Cop Out, Bruce Willis and Tracy Morgan

I saw Sherlock Holmes over Christmas (a fun movie, really funny, Robert Downey, Jr. is fantastic) and thought I'd mention a couple of the trailers that ran along with it.

Remember the photos from a few months ago of Tracy Morgan riding a bike in a cell phone costume? Those were taken on the set of Kevin Smith's new movie A Couple of Dicks. So now here's the trailer with Tracy and Bruce Willis as cops chasing after smart-ass Seann William Scott. Then the title flashes up, and it seems the movie has a new, less funny title: Cop Out.

Kevin Smith says that after the experience of trying to market Zack and Miri Make a Porno, the studio was worried about running TV ads for A Couple of Dicks. They checked with the networks, who said that as long as the word "dicks" was in the title (the plural, specifically; "dick" apparently would have been OK) they wouldn't air ads until after 9:00 PM. So they had to come up with a new name.

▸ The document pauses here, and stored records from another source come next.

//! Input Resolver: given a node and the set of incoming edges, produces
//! either a complete `inputBindings` map or a typed error.

use crate::context::ExecutionContext;
use crate::error::{Result, WorkflowError};
use crate::schema::{Handle, PortDefinition, WorkflowEdge, WorkflowNode};
use serde_json::Value;
use std::collections::HashMap;

/// Resolve the input bindings for `node` given its incoming `edges`.
///
/// Mirrors the algorithm in the component design: group incoming edges by
/// target input name, fold in dock-output edges when a dock context is
/// present, reject duplicates, then satisfy each declared input port from
/// an edge, a dock value, or a default.
pub fn resolve(
    node: &WorkflowNode,
    edges: &[&WorkflowEdge],
    context: &ExecutionContext,
) -> Result<HashMap<String, Value>> {
    let mut by_input: HashMap<String, Vec<&WorkflowEdge>> = HashMap::new();
    for edge in edges {
        if edge.target != node.id {
            continue;
        }
        if let Some(name) = edge.target_input_name() {
            by_input.entry(name).or_default().push(edge);
        }
    }

    for (input_name, group) in &by_input {
        if group.len() > 1 {
            return Err(WorkflowError::DuplicateInput {
                node_id: node.id.clone(),
                input_name: input_name.clone(),
            });
        }
    }

    let mut bindings = HashMap::new();
    for port in &node.data.inputs {
        let value = resolve_port(node, port, &by_input, context)?;
        if let Some(value) = value {
            bindings.insert(port.name.clone(), value);
        }
    }
    Ok(bindings)
}

fn resolve_port(
    node: &WorkflowNode,
    port: &PortDefinition,
    by_input: &HashMap<String, Vec<&WorkflowEdge>>,
    context: &ExecutionContext,
) -> Result<Option<Value>> {
    let edge = by_input.get(&port.name).and_then(|v| v.first()).copied();

    let Some(edge) = edge else {
        if port.required && port.default.is_none() {
            return Err(WorkflowError::MissingRequired {
                node_id: node.id.clone(),
                input_name: port.name.clone(),
            });
        }
        return Ok(port.default.clone());
    };

    let source_handle = edge.source_handle_parsed();
    let from_dock = source_handle
        .as_ref()
        .map(|h| matches!(h, Handle::Dock { .. } | Handle::Input { .. }))
        .unwrap_or(false);

    if from_dock && context.dock.is_some() {
        let handle = source_handle.unwrap();
        return match context.dock_value(&handle) {
            Some(value) => Ok(Some(value.clone())),
            None => Err(WorkflowError::MissingOutput {
                node_id: node.id.clone(),
                input_name: port.name.clone(),
                source_node: edge.source.clone(),
                source_output: handle.port_name(),
            }),
        };
    }

    let output_name = source_handle
        .as_ref()
        .map(|h| h.port_name())
        .unwrap_or_else(|| port.name.clone());

    match context.get_output(&edge.source, &output_name) {
        Some(value) => Ok(Some(value.clone())),
        None => Err(WorkflowError::MissingOutput {
            node_id: node.id.clone(),
            input_name: port.name.clone(),
            source_node: edge.source.clone(),
            source_output: output_name,
        }),
    }
}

Cop Out makes it sound like an 80's cop buddy movie, which Smith says is the feel he was going for anyway, plus it's a little meta-commentary on the forced title change. Smith still sounds disappointed: "We were making up sequel titles in our heads, dude. Like, you know, Two Bigger Dicks. Or Dicks 2: It Just Got Harder."

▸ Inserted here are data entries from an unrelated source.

//! Black-box tests that drive the `flowforge` binary as a subprocess,
//! the way the pack's CLI test suites exercise their own binaries.

use assert_cmd::Command;
use predicates::str::contains;
use std::fs;

const VALID_WORKFLOW: &str = r#"
version: 1
metadata:
  name: hello
nodes:
  - id: hello
    type: shell
    data:
      nodeType: shell
      script: echo hello
      outputs:
        - name: stdout
          type: string
edges: []
"#;

const INVALID_WORKFLOW: &str = r#"
version: 1
metadata:
  name: broken
nodes:
  - id: a
    type: shell
    data:
      nodeType: shell
      script: echo a
edges:
  - id: e1
    source: a
    target: ghost
    sourceHandle: "output:stdout"
    targetHandle: "input:needed"
"#;

fn cli() -> Command {
    Command::cargo_bin("flowforge").unwrap()
}

#[test]
fn validate_accepts_a_well_formed_workflow() {
    let dir = tempfile::tempdir().unwrap();
    let path = dir.path().join("hello.yaml");
    fs::write(&path, VALID_WORKFLOW).unwrap();

    cli().arg("validate").arg(&path).assert().success();
}

#[test]
fn validate_rejects_a_dangling_edge_reference() {
    let dir = tempfile::tempdir().unwrap();
    let path = dir.path().join("broken.yaml");
    fs::write(&path, INVALID_WORKFLOW).unwrap();

    cli()
        .arg("validate")
        .arg(&path)
        .assert()
        .failure()
        .code(1)
        .stdout(contains("does not exist"));
}

#[test]
fn validate_with_no_paths_exits_with_usage_error() {
    cli().arg("validate").assert().failure().code(2);
}

#[test]
fn run_executes_a_workflow_and_streams_ndjson_events() {
    let home = tempfile::tempdir().unwrap();
    let workdir = tempfile::tempdir().unwrap();
    let path = workdir.path().join("hello.yaml");
    fs::write(&path, VALID_WORKFLOW).unwrap();

    cli()
        .arg("--home")
        .arg(home.path())
        .arg("run")
        .arg(&path)
        .arg("--yolo")
        .assert()
        .success()
        .stdout(contains("\"type\":\"workflow-complete\""));
}

#[test]
fn workspace_init_add_list_round_trip() {
    let home = tempfile::tempdir().unwrap();
    let workspace = tempfile::tempdir().unwrap();

    cli().arg("--home").arg(home.path()).arg("init").assert().success();

    cli()
        .arg("--home")
        .arg(home.path())
        .arg("add")
        .arg(workspace.path())
        .assert()
        .success();

    let canonical = fs::canonicalize(workspace.path()).unwrap();
    cli()
        .arg("--home")
        .arg(home.path())
        .arg("list")
        .assert()
        .success()
        .stdout(contains(canonical.to_string_lossy().to_string()));
}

The trailer is OK, but not gaspingly hilarious. I liked Kevin Smith's last couple of movies, but this is the first movie he directed that he didn't also write, so it's hard to know what to expect. It might not have any funnier moments than Tracy shoving nachos into his face (see above).

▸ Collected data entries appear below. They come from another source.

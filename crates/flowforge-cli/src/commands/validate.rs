//! `flowforge validate` — parse and structurally validate one or more
//! workflow documents, printing each file's issues.

use flowforge_core::error::Result;
use flowforge_core::schema::{parse, validate, Format, Issue, IssueSeverity};
use std::path::{Path, PathBuf};

fn format_for(path: &Path) -> Format {
    match path.extension().and_then(|e| e.to_str()) {
        Some("json") => Format::Json,
        _ => Format::Yaml,
    }
}

fn print_issue(path: &Path, issue: &Issue) {
    let severity = match issue.severity {
        IssueSeverity::Warning => "warning",
        IssueSeverity::Error => "error",
    };
    let location = match (&issue.node_id, &issue.edge_id) {
        (Some(node_id), _) => format!(" (node {node_id})"),
        (None, Some(edge_id)) => format!(" (edge {edge_id})"),
        (None, None) => String::new(),
    };
    println!("{}: {severity}: {}{location}", path.display(), issue.message);
}

pub async fn execute(workflows: Vec<PathBuf>) -> Result<u8> {
    if workflows.is_empty() {
        eprintln!("error: validate requires at least one workflow path");
        return Ok(2);
    }

    let mut has_error = false;
    for path in &workflows {
        let bytes = match tokio::fs::read(path).await {
            Ok(bytes) => bytes,
            Err(e) => {
                println!("{}: error: failed to read file: {e}", path.display());
                has_error = true;
                continue;
            }
        };
        let schema = match parse(&bytes, format_for(path)) {
            Ok(schema) => schema,
            Err(e) => {
                println!("{}: error: {e}", path.display());
                has_error = true;
                continue;
            }
        };
        let issues = validate(&schema);
        for issue in &issues {
            if issue.severity == IssueSeverity::Error {
                has_error = true;
            }
            print_issue(path, issue);
        }
    }

    Ok(if has_error { 1 } else { 0 })
}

Then came the trailer for Hot Tub Time Machine, the most confidently self-explanatory movie title since Snakes on a Plane. The cast is pretty strange: there's Craig Robinson, who is building a solid career out of supporting roles in every funny movie and TV show produced this decade, Rob Corddry, who hasn't quite exploded into the superstardom I thought he would achieve after he left The Daily Show a few years ago, and one of the kids from Sex Drive, which no one saw.

And John Cusack.

I'm not sure where John Cusack is heading with his career these days. Think about the movies he's been in lately. He's had a hit or two this decade (2012, Serendipity) but he has had a LOT of bombs, like War, Inc., Martian Child, The Ice Harvest, and a whole bunch more. Even his serious little indie movies like Grace is Gone looked sort of awful.

The last good, successful movie that starred John Cusack that I can think of is High Fidelity from 2000 (actually, that's the last movie he was in that I saw in the theater, so that's probably why I think that.) I used to think of him as one of my favorite actors, not that he had the most incredible range, but that there was a better than average chance that a movie he was in would be worth seeing. Somewhere around Must Love Dogs, everything changed.

Anyway, Hot Tub Time Machine could be an OK example of a doofusy time-travel 80's spoof. It's directed by Cusack's old pal Steve Pink, and it has Crispin Glover in it, so there is hope.

There's also a not very funny red-band trailer available on a Greek movie site. The best part is that the Greek site calls it "Hot Tube Machine".

December 22, 2009

Biggest movie surprise of the year

World's Greatest Dad

On a recent episode of the Filmspotting podcast, the hosts listed their favorite overlooked movies of the year--movies that didn't attract big audiences but were worth a look. I liked a lot of the ones they picked, including Moon, Food, Inc., and Humpday (they also listed Anvil! The Story of Anvil, which I still haven't freaking seen yet.) So I decided to check out one I hadn't seen, which they thought was one of the strangest comedies they'd seen in a while: World's Greatest Dad.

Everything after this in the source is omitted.